Compute the number of lines in the following data that include the word "false", and output that number alone.
(RECORDS SUPPLIED Opens)
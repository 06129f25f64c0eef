//! Document backend: a JSON-file collection.
//!
//! All models share a single collection file holding a JSON array of
//! documents. Each document carries the entity attributes plus two hidden
//! fields: the identity under `id_` and the model discriminator under
//! `model_type_`. Both are stripped before a document is handed back as a
//! [`Record`], so callers never see storage bookkeeping.

use std::path::{Path, PathBuf};
use std::sync::Arc;

use regex::RegexBuilder;
use tracing::{debug, info};

use crate::backends::{execute_query, sort_records, BackendKind, DataBackend};
use crate::error::{BackendError, RepositoryError, RepositoryResult};
use crate::model::{AttributeValue, EntityId, Record, SchemaRegistry, ID_ATTRIBUTE};
use crate::query::{Condition, Criteria, ModelSelector};

/// Hidden document field carrying the model discriminator.
const MODEL_TYPE_ATTRIBUTE: &str = "model_type_";

type Document = serde_json::Map<String, serde_json::Value>;

/// JSON-file document backend.
///
/// The collection is kept in memory and rewritten to disk on every mutation,
/// so a crash between mutations never leaves a half-written document behind
/// more than the last write.
#[derive(Debug)]
pub struct DocumentBackend {
    path: PathBuf,
    registry: Arc<SchemaRegistry>,
    documents: Vec<Document>,
    closed: bool,
}

impl DocumentBackend {
    /// Opens the collection file, creating it when missing.
    ///
    /// # Errors
    ///
    /// [`RepositoryError::Connection`] when the file cannot be created, for
    /// example because the parent directory does not exist.
    ///
    /// [`RepositoryError::Connection`]: crate::error::RepositoryError::Connection
    pub fn open(path: impl Into<PathBuf>, registry: Arc<SchemaRegistry>) -> RepositoryResult<Self> {
        let path = path.into();
        let documents = if path.exists() {
            let raw = std::fs::read_to_string(&path).map_err(|source| BackendError::Io {
                backend: "document",
                source,
            })?;
            if raw.trim().is_empty() {
                Vec::new()
            } else {
                serde_json::from_str(&raw).map_err(|e| BackendError::Serialization {
                    backend: "document",
                    message: format!("{}: {}", path.display(), e),
                })?
            }
        } else {
            std::fs::write(&path, "[]").map_err(|e| RepositoryError::Connection {
                backend: "document",
                target: path.display().to_string(),
                message: e.to_string(),
            })?;
            Vec::new()
        };
        info!(path = %path.display(), documents = documents.len(), "opened document collection");
        Ok(Self {
            path,
            registry,
            documents,
            closed: false,
        })
    }

    fn ensure_open(&self) -> RepositoryResult<()> {
        if self.closed {
            return Err(BackendError::Closed { backend: "document" }.into());
        }
        Ok(())
    }

    fn persist(&self) -> RepositoryResult<()> {
        let raw =
            serde_json::to_string_pretty(&self.documents).map_err(|e| BackendError::Serialization {
                backend: "document",
                message: e.to_string(),
            })?;
        std::fs::write(&self.path, raw).map_err(|source| {
            BackendError::Io {
                backend: "document",
                source,
            }
            .into()
        })
    }

    /// The model names a selector covers in this collection.
    fn selected_models(&self, models: &ModelSelector) -> Vec<String> {
        match models {
            ModelSelector::All => self.registry.model_names(),
            ModelSelector::Models(names) => names.clone(),
        }
    }

    fn encode(record: &Record) -> RepositoryResult<Document> {
        let mut document = record.to_json_object();
        document.insert(
            ID_ATTRIBUTE.to_string(),
            serde_json::to_value(record.id()).map_err(|e| BackendError::Serialization {
                backend: "document",
                message: e.to_string(),
            })?,
        );
        document.insert(
            MODEL_TYPE_ATTRIBUTE.to_string(),
            serde_json::Value::String(record.model_name().to_string()),
        );
        Ok(document)
    }

    fn decode(&self, document: &Document) -> RepositoryResult<Record> {
        let model = document_model(document).ok_or(BackendError::Serialization {
            backend: "document",
            message: "document without model discriminator".to_string(),
        })?;
        let schema = self
            .registry
            .get(model)
            .ok_or_else(|| BackendError::UnknownModel {
                model: model.to_string(),
            })?;
        let id: EntityId = document
            .get(ID_ATTRIBUTE)
            .cloned()
            .map(serde_json::from_value)
            .transpose()
            .map_err(|e| BackendError::Serialization {
                backend: "document",
                message: format!("invalid document id: {}", e),
            })?
            .unwrap_or_default();
        let mut attributes = document.clone();
        attributes.remove(ID_ATTRIBUTE);
        attributes.remove(MODEL_TYPE_ATTRIBUTE);
        Record::from_json(schema, id, &attributes)
    }

    fn position(&self, model: &str, id: &serde_json::Value) -> Option<usize> {
        self.documents.iter().position(|document| {
            document_model(document) == Some(model) && document.get(ID_ATTRIBUTE) == Some(id)
        })
    }
}

impl DataBackend for DocumentBackend {
    fn kind(&self) -> BackendKind {
        BackendKind::Document
    }

    fn name(&self) -> &'static str {
        "document"
    }

    fn add(&mut self, record: &Record) -> RepositoryResult<()> {
        self.ensure_open()?;
        let document = Self::encode(record)?;
        let id = document
            .get(ID_ATTRIBUTE)
            .cloned()
            .unwrap_or(serde_json::Value::Null);
        match self.position(record.model_name(), &id) {
            Some(index) => self.documents[index] = document,
            None => self.documents.push(document),
        }
        self.persist()
    }

    fn delete(&mut self, model: &str, id: &EntityId) -> RepositoryResult<()> {
        self.ensure_open()?;
        let id_json = serde_json::to_value(id).map_err(|e| BackendError::Serialization {
            backend: "document",
            message: e.to_string(),
        })?;
        match self.position(model, &id_json) {
            Some(index) => {
                self.documents.remove(index);
                self.persist()
            }
            None => Err(RepositoryError::not_found(model, ID_ATTRIBUTE, id)),
        }
    }

    fn get(
        &mut self,
        model: &str,
        attribute: &str,
        value: &AttributeValue,
    ) -> RepositoryResult<Vec<Record>> {
        self.ensure_open()?;
        if self.registry.get(model).is_none() {
            return Err(BackendError::UnknownModel {
                model: model.to_string(),
            }
            .into());
        }
        let expected = value.to_json();
        let mut results = Vec::new();
        for document in &self.documents {
            if document_model(document) != Some(model) {
                continue;
            }
            let matches = document
                .get(attribute)
                .map(|candidate| json_equal(candidate, &expected))
                .unwrap_or(false);
            if matches {
                results.push(self.decode(document)?);
            }
        }
        sort_records(&mut results, &[]);
        Ok(results)
    }

    fn all(&mut self, models: &ModelSelector) -> RepositoryResult<Vec<Record>> {
        self.ensure_open()?;
        let selected = self.selected_models(models);
        let mut results = Vec::new();
        for document in &self.documents {
            if let Some(model) = document_model(document) {
                if selected.iter().any(|name| name == model) {
                    results.push(self.decode(document)?);
                }
            }
        }
        sort_records(&mut results, &[]);
        Ok(results)
    }

    fn search(
        &mut self,
        criteria: &Criteria,
        models: &ModelSelector,
    ) -> RepositoryResult<Vec<Record>> {
        self.ensure_open()?;
        criteria.validate()?;
        match criteria {
            Criteria::Filter(filter) => {
                // A multi-value filter is a conjunction of field predicates
                // evaluated directly on the stored documents.
                let selected = self.selected_models(models);
                let mut results = Vec::new();
                for document in &self.documents {
                    let Some(model) = document_model(document) else {
                        continue;
                    };
                    if !selected.iter().any(|name| name == model) {
                        continue;
                    }
                    let matches = filter.iter().all(|(attribute, expected)| {
                        document
                            .get(attribute.as_str())
                            .map(|candidate| fuzzy_json_matches(candidate, expected))
                            .unwrap_or(false)
                    });
                    if matches {
                        results.push(self.decode(document)?);
                    }
                }
                sort_records(&mut results, &[]);
                Ok(results)
            }
            Criteria::Query(query) => {
                // Condition groups run over decoded records so operator
                // semantics stay identical to the other adapters.
                let mut decoded: Vec<Record> = Vec::new();
                for document in &self.documents {
                    if let Some(model) = document_model(document) {
                        if self.registry.get(model).is_some() {
                            decoded.push(self.decode(document)?);
                        }
                    }
                }
                execute_query(query, &mut |selector: &ModelSelector,
                                           conditions: &[Condition]| {
                    let selector = selector.resolve(models);
                    Ok(decoded
                        .iter()
                        .filter(|record| {
                            selector.matches(record.model_name())
                                && conditions.iter().all(|condition| {
                                    match record.get(&condition.attribute) {
                                        Some(candidate) => condition
                                            .operator
                                            .evaluate(&candidate, &condition.value),
                                        None => false,
                                    }
                                })
                        })
                        .cloned()
                        .collect())
                })
            }
        }
    }

    fn apply_migrations(&mut self, directory: &Path) -> RepositoryResult<()> {
        self.ensure_open()?;
        debug!(directory = %directory.display(), "document backend is schema-less, skipping migrations");
        Ok(())
    }

    fn empty(&mut self) -> RepositoryResult<()> {
        self.ensure_open()?;
        self.documents.clear();
        self.persist()
    }

    fn close(&mut self) -> RepositoryResult<()> {
        if !self.closed {
            self.persist()?;
            self.closed = true;
        }
        Ok(())
    }

    fn is_closed(&self) -> bool {
        self.closed
    }
}

fn document_model(document: &Document) -> Option<&str> {
    document.get(MODEL_TYPE_ATTRIBUTE).and_then(|v| v.as_str())
}

/// Exact JSON equality; an array candidate against a scalar means contains.
fn json_equal(candidate: &serde_json::Value, expected: &serde_json::Value) -> bool {
    match candidate {
        serde_json::Value::Array(items) if !expected.is_array() => {
            items.iter().any(|item| item == expected)
        }
        candidate => candidate == expected,
    }
}

/// Fuzzy document-field predicate mirroring the in-memory filter matching.
fn fuzzy_json_matches(candidate: &serde_json::Value, expected: &AttributeValue) -> bool {
    match (candidate, expected) {
        (serde_json::Value::Array(items), expected)
            if !matches!(expected, AttributeValue::List(_)) =>
        {
            items.iter().any(|item| fuzzy_json_matches(item, expected))
        }
        (serde_json::Value::String(text), AttributeValue::Str(pattern)) => {
            match RegexBuilder::new(pattern).case_insensitive(true).build() {
                Ok(regex) => regex.is_match(text),
                Err(_) => text.to_lowercase().contains(&pattern.to_lowercase()),
            }
        }
        (candidate, expected) => json_equal(candidate, &expected.to_json()),
    }
}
(RECORDS SUPPLIED Closes)
OUTPUT:
4